Stooped shoulders framed a body possibly covered in thick hair. Or it could be a coat – it was probably a coat. The air around him smelled densely of the rotten floor of the forest. The man’s breath was heavy with the animal stink of meat and it came stiff and laboured, rasping like bones cracked and dragging inside flesh. He was enormous, filling the path from side to side.

‘Excuse me,’ said Jones, scarcely above his labouring breath. The man did not move. Instead, he smiled. It was a horrible smile, filled with hunger, and teeth yellow and porous as ancient bone. Jones thought of firelight and the sound of wolves, he thought of passing through woods in the night and he thought of cats. So many cats, missing from their homes and the families they left looking for them.

People miss cats. Would anyone miss him?

He turned and ran. Each time his foot came down it was agony, as sharp and vivid as running on broken legs. Sweat was freezing his skin and, as it evaporated in wisps and billows, his own ghost trailed behind him. He kept his eyes focused on the path ahead, knowing his pursuer was steady behind him, hearing the echo of his own feet. Spots jumped and danced in his vision, blood cells criss-crossing his pupils, he could barely see the river, couldn’t see the moonlight, couldn’t see the orange glow of the streets around him. His own senses pushed in at him, absorbing him, isolating him. All he could hear was his heart. All he could see was his own blood, all he could taste was the flat metal of adrenaline, all he could feel was pain, all he could smell was breath of the man under the bridge, and the forest floor.

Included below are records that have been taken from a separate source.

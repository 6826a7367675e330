//! # AskAgent
//!
//! A small question-answering assistant: a question goes to an LLM, which
//! may call a web search tool over a bounded number of rounds before
//! answering. The answer is streamed back character by character.
//!
//! ## Layout
//!
//! - [`agent`]: completion client, conversation, and the agentic loop
//! - [`tools`]: tool trait, registry, and the Tavily search tool
//! - [`config`]: layered configuration built once at startup
//! - [`logging`]: tracing subscriber setup
//! - [`typewriter`]: character streaming for the front ends

pub mod agent;
pub mod config;
pub mod error;
pub mod logging;
pub mod tools;
pub mod typewriter;

pub use config::Config;
pub use error::{Error, Result};

/// Application version from Cargo.toml
pub const VERSION: &str = env!("CARGO_PKG_VERSION");

/// Application name
pub const NAME: &str = env!("CARGO_PKG_NAME");
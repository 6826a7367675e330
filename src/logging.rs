//! Tracing subscriber setup shared by the binaries.
//!
//! Every event goes to stdout and, when configured, is appended to a log
//! file as well.

use std::fs::OpenOptions;
use std::sync::Arc;

use tracing::info;
use tracing_subscriber::fmt::writer::MakeWriterExt;
use tracing_subscriber::EnvFilter;

use crate::config::{LogConfig, LogFormat};
use crate::error::{Error, Result};

/// Build the env filter: `RUST_LOG` wins, otherwise the configured level.
pub fn env_filter(config: &LogConfig) -> EnvFilter {
    EnvFilter::try_from_default_env().unwrap_or_else(|_| EnvFilter::new(&config.level))
}

/// Install the global subscriber. Call once, before anything logs.
pub fn init_logging(config: &LogConfig) -> Result<()> {
    let filter = env_filter(config);

    let file = match config.file {
        Some(ref path) => Some(Arc::new(
            OpenOptions::new()
                .create(true)
                .append(true)
                .open(path)
                .map_err(|e| {
                    Error::Config(format!("Failed to open log file {}: {}", path.display(), e))
                })?,
        )),
        None => None,
    };

    let result = match (config.format, file) {
        (LogFormat::Pretty, Some(file)) => tracing_subscriber::fmt()
            .with_env_filter(filter)
            .with_ansi(false)
            .with_writer(std::io::stdout.and(file))
            .try_init(),
        (LogFormat::Pretty, None) => tracing_subscriber::fmt()
            .with_env_filter(filter)
            .try_init(),
        (LogFormat::Json, Some(file)) => tracing_subscriber::fmt()
            .json()
            .with_env_filter(filter)
            .with_writer(std::io::stdout.and(file))
            .try_init(),
        (LogFormat::Json, None) => tracing_subscriber::fmt()
            .json()
            .with_env_filter(filter)
            .try_init(),
    };

    result.map_err(|e| Error::Internal(format!("Failed to initialize logging: {}", e)))
}

/// Log the startup banner.
pub fn log_startup(component: &str) {
    info!("{}", "=".repeat(80));
    info!(
        "{} {} ({}) started at {}",
        crate::NAME,
        crate::VERSION,
        component,
        chrono::Local::now().to_rfc3339()
    );
    info!("{}", "=".repeat(80));
}
//! Retention sweep.
//!
//! Deletes a channel's records that have outlived the channel's expiration
//! window. Deletion is monotonic: concurrent or repeated sweeps of the same
//! channel converge on the same result without coordination.

use std::sync::Arc;
use std::time::Duration;

use chrono::{DateTime, Utc};
use thiserror::Error;

use crate::logging::structured::LogContext;
use crate::storage::{
    bounded, ChannelRepository, LogRecordStore, StorageError, DEFAULT_STORAGE_TIMEOUT,
};
use crate::{log_debug, log_info};

use super::policy::RetentionPolicy;

#[derive(Debug, Clone, PartialEq, Eq, Error)]
pub enum SweepError {
    #[error("channel not found: {0}")]
    ChannelNotFound(String),

    #[error(transparent)]
    Storage(#[from] StorageError),
}

/// Runs retention sweeps against the storage collaborators.
#[derive(Clone)]
pub struct Sweeper {
    channels: Arc<dyn ChannelRepository>,
    records: Arc<dyn LogRecordStore>,
    storage_timeout: Duration,
}

impl Sweeper {
    pub fn new(channels: Arc<dyn ChannelRepository>, records: Arc<dyn LogRecordStore>) -> Self {
        Self {
            channels,
            records,
            storage_timeout: DEFAULT_STORAGE_TIMEOUT,
        }
    }

    /// Bound each storage call of a sweep by `timeout`.
    pub fn with_timeout(mut self, timeout: Duration) -> Self {
        self.storage_timeout = timeout;
        self
    }

    /// Delete every record of `channel_id` created at or before the
    /// channel's cutoff relative to `now`.
    pub async fn sweep(
        &self,
        channel_id: &str,
        now: DateTime<Utc>,
        ctx: &LogContext,
    ) -> Result<u64, SweepError> {
        let channel = bounded(self.storage_timeout, self.channels.find_channel(channel_id))
            .await?
            .ok_or_else(|| SweepError::ChannelNotFound(channel_id.to_string()))?;

        let Some(cutoff) = RetentionPolicy::from_channel(&channel).cutoff(now) else {
            log_debug!(
                ctx,
                "SWEEP_SKIPPED",
                expiration_minutes = channel.expiration_minutes
            );
            return Ok(0);
        };
        log_debug!(
            ctx,
            "SWEEP_START",
            expiration_minutes = channel.expiration_minutes,
            cutoff = cutoff.to_rfc3339()
        );

        let deleted = bounded(
            self.storage_timeout,
            self.records.delete_where(channel_id, cutoff),
        )
        .await?;

        log_info!(ctx, "SWEEP_COMPLETE", deleted = deleted);
        Ok(deleted)
    }
}
//! Server-side time source.

use chrono::{DateTime, Duration, Utc};
use parking_lot::Mutex;

/// Supplies "now" for record stamping and retention cutoffs.
pub trait Clock: Send + Sync {
    fn now(&self) -> DateTime<Utc>;
}

/// Wall clock.
#[derive(Debug, Default, Clone, Copy)]
pub struct SystemClock;

impl Clock for SystemClock {
    fn now(&self) -> DateTime<Utc> {
        Utc::now()
    }
}

/// Clock that only moves when told to.
#[derive(Debug)]
pub struct ManualClock {
    now: Mutex<DateTime<Utc>>,
}

impl ManualClock {
    pub fn new(start: DateTime<Utc>) -> Self {
        Self {
            now: Mutex::new(start),
        }
    }

    pub fn set(&self, now: DateTime<Utc>) {
        *self.now.lock() = now;
    }

    pub fn advance(&self, by: Duration) {
        let mut now = self.now.lock();
        *now += by;
    }
}

impl Clock for ManualClock {
    fn now(&self) -> DateTime<Utc> {
        *self.now.lock()
    }
}
//! Last-known server quota state.

use std::fmt;

use reqwest::header::HeaderMap;

use crate::http::rate_limit::{HEADER_CURRENT, HEADER_LIMIT, HEADER_RESET};

/// Quota state as reported by `x-ratelimit-*` headers.
///
/// A field stays at its last observed value when a response omits it.
#[derive(Debug, Clone, Copy, Default, PartialEq, Eq)]
pub struct RateLimitSnapshot {
    pub limit: Option<u64>,
    pub current: Option<u64>,
    pub remaining: Option<u64>,
    pub reset: Option<u64>,
}

impl RateLimitSnapshot {
    /// Fold one response's headers into the snapshot.
    pub fn observe(&mut self, headers: &HeaderMap) {
        if let Some(current) = header_u64(headers, HEADER_CURRENT) {
            self.current = Some(current);
        }
        if let Some(limit) = header_u64(headers, HEADER_LIMIT) {
            self.limit = Some(limit);
        }
        if let Some(reset) = header_u64(headers, HEADER_RESET) {
            self.reset = Some(reset);
        }
        if let (Some(limit), Some(current)) = (self.limit, self.current) {
            self.remaining = Some(limit.saturating_sub(current));
        }
    }
}

fn header_u64(headers: &HeaderMap, name: &str) -> Option<u64> {
    headers.get(name)?.to_str().ok()?.trim().parse().ok()
}

struct Field(Option<u64>);

impl fmt::Display for Field {
    fn fmt(&self, f: &mut fmt::Formatter<'_>) -> fmt::Result {
        match self.0 {
            Some(v) => write!(f, "{}", v),
            None => f.write_str("N/A"),
        }
    }
}

impl fmt::Display for RateLimitSnapshot {
    fn fmt(&self, f: &mut fmt::Formatter<'_>) -> fmt::Result {
        writeln!(f, "Rate Limit Info:")?;
        writeln!(f, "  Current: {}", Field(self.current))?;
        writeln!(f, "  Remaining: {}", Field(self.remaining))?;
        writeln!(f, "  Limit: {}", Field(self.limit))?;
        write!(f, "  Reset: {}", Field(self.reset))
    }
}

#[cfg(test)]
mod tests {
    use super::*;
    use reqwest::header::HeaderValue;

    fn headers(pairs: &[(&'static str, &'static str)]) -> HeaderMap {
        let mut map = HeaderMap::new();
        for (name, value) in pairs {
            map.insert(*name, HeaderValue::from_static(*value));
        }
        map
    }

    #[test]
    fn test_observe_full_set() {
        let mut snapshot = RateLimitSnapshot::default();
        snapshot.observe(&headers(&[
            (HEADER_CURRENT, "7"),
            (HEADER_LIMIT, "10"),
            (HEADER_RESET, "1800000000"),
        ]));

        assert_eq!(
            snapshot,
            RateLimitSnapshot {
                limit: Some(10),
                current: Some(7),
                remaining: Some(3),
                reset: Some(1_800_000_000),
            }
        );
    }

    #[test]
    fn test_missing_headers_keep_last_value() {
        let mut snapshot = RateLimitSnapshot::default();
        snapshot.observe(&headers(&[(HEADER_CURRENT, "7"), (HEADER_LIMIT, "10")]));
        snapshot.observe(&headers(&[(HEADER_CURRENT, "9")]));
        snapshot.observe(&HeaderMap::new());

        assert_eq!(snapshot.limit, Some(10));
        assert_eq!(snapshot.current, Some(9));
        assert_eq!(snapshot.remaining, Some(1));
        assert_eq!(snapshot.reset, None);
    }

    #[test]
    fn test_unparseable_header_is_ignored() {
        let mut snapshot = RateLimitSnapshot::default();
        snapshot.observe(&headers(&[(HEADER_LIMIT, "10")]));
        snapshot.observe(&headers(&[(HEADER_LIMIT, "lots")]));
        assert_eq!(snapshot.limit, Some(10));
    }

    #[test]
    fn test_remaining_saturates() {
        let mut snapshot = RateLimitSnapshot::default();
        snapshot.observe(&headers(&[(HEADER_CURRENT, "12"), (HEADER_LIMIT, "10")]));
        assert_eq!(snapshot.remaining, Some(0));
    }

    #[test]
    fn test_display_unknown_fields() {
        let text = RateLimitSnapshot::default().to_string();
        assert!(text.contains("Current: N/A"));
        assert!(text.contains("Reset: N/A"));
    }
}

They pulled him from the river the next morning. His saturated clothes nearly dragged him under, never to be found, but someone spotted him from a house overlooking the towpath. No-one in the area had seen him before and he had no identification on him. His face was unknown and his body was torn. The police printed up a poster appealing for witnesses. They did not have a photo to use, but described his clothing, his hair colour. It was put up around the area and eventually it was covered with a club flyer or a fresh appeal in some other matter. In time, someone even pasted a missing cat poster over the copy under the bridge.